** Opening The input block **

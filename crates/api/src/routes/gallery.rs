//! Route definitions for `/admin/gallery`.

use axum::routing::get;
use axum::Router;
use vitrine_db::ContentTable;

use super::sortable;
use crate::handlers::gallery;
use crate::state::AppState;

/// Routes mounted at `/admin/gallery`.
///
/// ```text
/// GET    /             -> list_gallery (?category=&include_inactive=true)
/// POST   /             -> create_gallery_item
/// GET    /categories   -> list_categories
/// GET    /{id}         -> get_gallery_item
/// PUT    /{id}         -> update_gallery_item
/// ```
///
/// Plus the [`sortable::router`] routes.
pub fn router() -> Router<AppState> {
    Router::new()
        .route("/", get(gallery::list_gallery).post(gallery::create_gallery_item))
        .route("/categories", get(gallery::list_categories))
        .route(
            "/{id}",
            get(gallery::get_gallery_item).put(gallery::update_gallery_item),
        )
        .merge(sortable::router(ContentTable::GalleryItems))
}
//! Operations shared by every ordered, publishable content resource:
//! drag-and-drop reorder, single moves, publish toggle, soft delete and
//! restore.
//!
//! Each handler takes the [`ContentTable`] it operates on as its first
//! argument; `routes::sortable` binds it per resource.

use axum::extract::{Path, State};
use axum::http::StatusCode;
use axum::Json;
use serde::{Deserialize, Serialize};
use serde_json::json;
use vitrine_core::audit::action_types;
use vitrine_core::error::CoreError;
use vitrine_core::ordering::{move_item, validate_permutation, SortAssignment};
use vitrine_core::types::DbId;
use vitrine_db::repositories::SortableRepo;
use vitrine_db::ContentTable;

use crate::error::{AppError, AppResult};
use crate::handlers::audit;
use crate::middleware::rbac::RequireEditor;
use crate::response::DataResponse;
use crate::state::AppState;

/// Body of `PUT /{resource}/reorder`: every live id in its new order.
#[derive(Debug, Deserialize)]
pub struct ReorderRequest {
    pub ids: Vec<DbId>,
}

/// Body of `POST /{resource}/{id}/move`: zero-based target position.
#[derive(Debug, Deserialize)]
pub struct MoveRequest {
    pub position: usize,
}

#[derive(Debug, Serialize)]
pub struct ToggleResponse {
    pub id: DbId,
    pub is_active: bool,
}

/// PUT /api/v1/admin/{resource}/reorder
///
/// Replace the order of the whole table. The request must be a permutation
/// of the live ids (inactive rows included); anything else is a 400 and
/// leaves the stored order untouched.
pub async fn reorder(
    table: ContentTable,
    State(state): State<AppState>,
    RequireEditor(user): RequireEditor,
    Json(input): Json<ReorderRequest>,
) -> AppResult<Json<DataResponse<Vec<SortAssignment>>>> {
    let plan = |live: &[DbId]| -> AppResult<Vec<DbId>> {
        validate_permutation(live, &input.ids)?;
        Ok(input.ids.clone())
    };
    let assignments = SortableRepo::reorder(&state.pool, table, plan).await?;

    tracing::info!(
        table = table.table(),
        count = assignments.len(),
        user_id = user.user_id,
        "Content reordered"
    );
    audit::record(
        &state,
        &user,
        action_types::ENTITY_REORDER,
        table.table(),
        None,
        Some(json!({ "ids": input.ids })),
    )
    .await;

    Ok(Json(DataResponse { data: assignments }))
}

/// POST /api/v1/admin/{resource}/{id}/move
///
/// Move one row to `position` (clamped to the end) and renumber the rest.
pub async fn move_to(
    table: ContentTable,
    State(state): State<AppState>,
    RequireEditor(user): RequireEditor,
    Path(id): Path<DbId>,
    Json(input): Json<MoveRequest>,
) -> AppResult<Json<DataResponse<Vec<SortAssignment>>>> {
    let plan = |live: &[DbId]| -> AppResult<Vec<DbId>> {
        if !live.contains(&id) {
            return Err(AppError::Core(CoreError::NotFound {
                entity: table.entity_name(),
                id,
            }));
        }
        Ok(move_item(live, id, input.position)?)
    };
    let assignments = SortableRepo::reorder(&state.pool, table, plan).await?;

    audit::record(
        &state,
        &user,
        action_types::ENTITY_REORDER,
        table.table(),
        Some(id),
        Some(json!({ "position": input.position })),
    )
    .await;

    Ok(Json(DataResponse { data: assignments }))
}

/// POST /api/v1/admin/{resource}/{id}/toggle
///
/// Flip `is_active` (publish / unpublish).
pub async fn toggle(
    table: ContentTable,
    State(state): State<AppState>,
    RequireEditor(user): RequireEditor,
    Path(id): Path<DbId>,
) -> AppResult<Json<DataResponse<ToggleResponse>>> {
    let is_active = SortableRepo::toggle_active(&state.pool, table, id)
        .await?
        .ok_or(AppError::Core(CoreError::NotFound {
            entity: table.entity_name(),
            id,
        }))?;

    audit::record(
        &state,
        &user,
        action_types::ENTITY_TOGGLE,
        table.table(),
        Some(id),
        Some(json!({ "is_active": is_active })),
    )
    .await;

    Ok(Json(DataResponse {
        data: ToggleResponse { id, is_active },
    }))
}

/// DELETE /api/v1/admin/{resource}/{id}
///
/// Soft delete. The row moves to the trash; returns 204.
pub async fn soft_delete(
    table: ContentTable,
    State(state): State<AppState>,
    RequireEditor(user): RequireEditor,
    Path(id): Path<DbId>,
) -> AppResult<StatusCode> {
    if !SortableRepo::soft_delete(&state.pool, table, id).await? {
        return Err(AppError::Core(CoreError::NotFound {
            entity: table.entity_name(),
            id,
        }));
    }

    tracing::info!(table = table.table(), id, user_id = user.user_id, "Content moved to trash");
    audit::record(
        &state,
        &user,
        action_types::ENTITY_DELETE,
        table.table(),
        Some(id),
        None,
    )
    .await;

    Ok(StatusCode::NO_CONTENT)
}

/// POST /api/v1/admin/{resource}/{id}/restore
///
/// Bring a trashed row back, appended after the current last row.
pub async fn restore(
    table: ContentTable,
    State(state): State<AppState>,
    RequireEditor(user): RequireEditor,
    Path(id): Path<DbId>,
) -> AppResult<Json<DataResponse<serde_json::Value>>> {
    if !SortableRepo::restore(&state.pool, table, id).await? {
        return Err(AppError::Core(CoreError::NotFound {
            entity: table.entity_name(),
            id,
        }));
    }

    audit::record(
        &state,
        &user,
        action_types::ENTITY_RESTORE,
        table.table(),
        Some(id),
        None,
    )
    .await;

    Ok(Json(DataResponse {
        data: json!({ "restored": true, "entity_type": table, "id": id }),
    }))
}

** Closing The input block **

* _Directions for this task_
You are asked to transcribe the complete data exactly.

* _Written answer_
filename crates/api/src/routes/gallery.rs
//! Route definitions for `/admin/gallery`.

use axum::routing::get;
use axum::Router;
use vitrine_db::ContentTable;

use super::sortable;
use crate::handlers::gallery;
use crate::state::AppState;

/// Routes mounted at `/admin/gallery`.
///
/// ```text
/// GET    /             -> list_gallery (?category=&include_inactive=true)
/// POST   /             -> create_gallery_item
/// GET    /categories   -> list_categories
/// GET    /{id}         -> get_gallery_item
/// PUT    /{id}         -> update_gallery_item
/// ```
///
/// Plus the [`sortable::router`] routes.
pub fn router() -> Router<AppState> {
    Router::new()
        .route("/", get(gallery::list_gallery).post(gallery::create_gallery_item))
        .route("/categories", get(gallery::list_categories))
        .route(
            "/{id}",
            get(gallery::get_gallery_item).put(gallery::update_gallery_item),
        )
        .merge(sortable::router(ContentTable::GalleryItems))
}
//! Operations shared by every ordered, publishable content resource:
//! drag-and-drop reorder, single moves, publish toggle, soft delete and
//! restore.
//!
//! Each handler takes the [`ContentTable`] it operates on as its first
//! argument; `routes::sortable` binds it per resource.

use axum::extract::{Path, State};
use axum::http::StatusCode;
use axum::Json;
use serde::{Deserialize, Serialize};
use serde_json::json;
use vitrine_core::audit::action_types;
use vitrine_core::error::CoreError;
use vitrine_core::ordering::{move_item, validate_permutation, SortAssignment};
use vitrine_core::types::DbId;
use vitrine_db::repositories::SortableRepo;
use vitrine_db::ContentTable;

use crate::error::{AppError, AppResult};
use crate::handlers::audit;
use crate::middleware::rbac::RequireEditor;
use crate::response::DataResponse;
use crate::state::AppState;

/// Body of `PUT /{resource}/reorder`: every live id in its new order.
#[derive(Debug, Deserialize)]
pub struct ReorderRequest {
    pub ids: Vec<DbId>,
}

/// Body of `POST /{resource}/{id}/move`: zero-based target position.
#[derive(Debug, Deserialize)]
pub struct MoveRequest {
    pub position: usize,
}

#[derive(Debug, Serialize)]
pub struct ToggleResponse {
    pub id: DbId,
    pub is_active: bool,
}

/// PUT /api/v1/admin/{resource}/reorder
///
/// Replace the order of the whole table. The request must be a permutation
/// of the live ids (inactive rows included); anything else is a 400 and
/// leaves the stored order untouched.
pub async fn reorder(
    table: ContentTable,
    State(state): State<AppState>,
    RequireEditor(user): RequireEditor,
    Json(input): Json<ReorderRequest>,
) -> AppResult<Json<DataResponse<Vec<SortAssignment>>>> {
    let plan = |live: &[DbId]| -> AppResult<Vec<DbId>> {
        validate_permutation(live, &input.ids)?;
        Ok(input.ids.clone())
    };
    let assignments = SortableRepo::reorder(&state.pool, table, plan).await?;

    tracing::info!(
        table = table.table(),
        count = assignments.len(),
        user_id = user.user_id,
        "Content reordered"
    );
    audit::record(
        &state,
        &user,
        action_types::ENTITY_REORDER,
        table.table(),
        None,
        Some(json!({ "ids": input.ids })),
    )
    .await;

    Ok(Json(DataResponse { data: assignments }))
}

/// POST /api/v1/admin/{resource}/{id}/move
///
/// Move one row to `position` (clamped to the end) and renumber the rest.
pub async fn move_to(
    table: ContentTable,
    State(state): State<AppState>,
    RequireEditor(user): RequireEditor,
    Path(id): Path<DbId>,
    Json(input): Json<MoveRequest>,
) -> AppResult<Json<DataResponse<Vec<SortAssignment>>>> {
    let plan = |live: &[DbId]| -> AppResult<Vec<DbId>> {
        if !live.contains(&id) {
            return Err(AppError::Core(CoreError::NotFound {
                entity: table.entity_name(),
                id,
            }));
        }
        Ok(move_item(live, id, input.position)?)
    };
    let assignments = SortableRepo::reorder(&state.pool, table, plan).await?;

    audit::record(
        &state,
        &user,
        action_types::ENTITY_REORDER,
        table.table(),
        Some(id),
        Some(json!({ "position": input.position })),
    )
    .await;

    Ok(Json(DataResponse { data: assignments }))
}

/// POST /api/v1/admin/{resource}/{id}/toggle
///
/// Flip `is_active` (publish / unpublish).
pub async fn toggle(
    table: ContentTable,
    State(state): State<AppState>,
    RequireEditor(user): RequireEditor,
    Path(id): Path<DbId>,
) -> AppResult<Json<DataResponse<ToggleResponse>>> {
    let is_active = SortableRepo::toggle_active(&state.pool, table, id)
        .await?
        .ok_or(AppError::Core(CoreError::NotFound {
            entity: table.entity_name(),
            id,
        }))?;

    audit::record(
        &state,
        &user,
        action_types::ENTITY_TOGGLE,
        table.table(),
        Some(id),
        Some(json!({ "is_active": is_active })),
    )
    .await;

    Ok(Json(DataResponse {
        data: ToggleResponse { id, is_active },
    }))
}

/// DELETE /api/v1/admin/{resource}/{id}
///
/// Soft delete. The row moves to the trash; returns 204.
pub async fn soft_delete(
    table: ContentTable,
    State(state): State<AppState>,
    RequireEditor(user): RequireEditor,
    Path(id): Path<DbId>,
) -> AppResult<StatusCode> {
    if !SortableRepo::soft_delete(&state.pool, table, id).await? {
        return Err(AppError::Core(CoreError::NotFound {
            entity: table.entity_name(),
            id,
        }));
    }

    tracing::info!(table = table.table(), id, user_id = user.user_id, "Content moved to trash");
    audit::record(
        &state,
        &user,
        action_types::ENTITY_DELETE,
        table.table(),
        Some(id),
        None,
    )
    .await;

    Ok(StatusCode::NO_CONTENT)
}

/// POST /api/v1/admin/{resource}/{id}/restore
///
/// Bring a trashed row back, appended after the current last row.
pub async fn restore(
    table: ContentTable,
    State(state): State<AppState>,
    RequireEditor(user): RequireEditor,
    Path(id): Path<DbId>,
) -> AppResult<Json<DataResponse<serde_json::Value>>> {
    if !SortableRepo::restore(&state.pool, table, id).await? {
        return Err(AppError::Core(CoreError::NotFound {
            entity: table.entity_name(),
            id,
        }));
    }

    audit::record(
        &state,
        &user,
        action_types::ENTITY_RESTORE,
        table.table(),
        Some(id),
        None,
    )
    .await;

    Ok(Json(DataResponse {
        data: json!({ "restored": true, "entity_type": table, "id": id }),
    }))
}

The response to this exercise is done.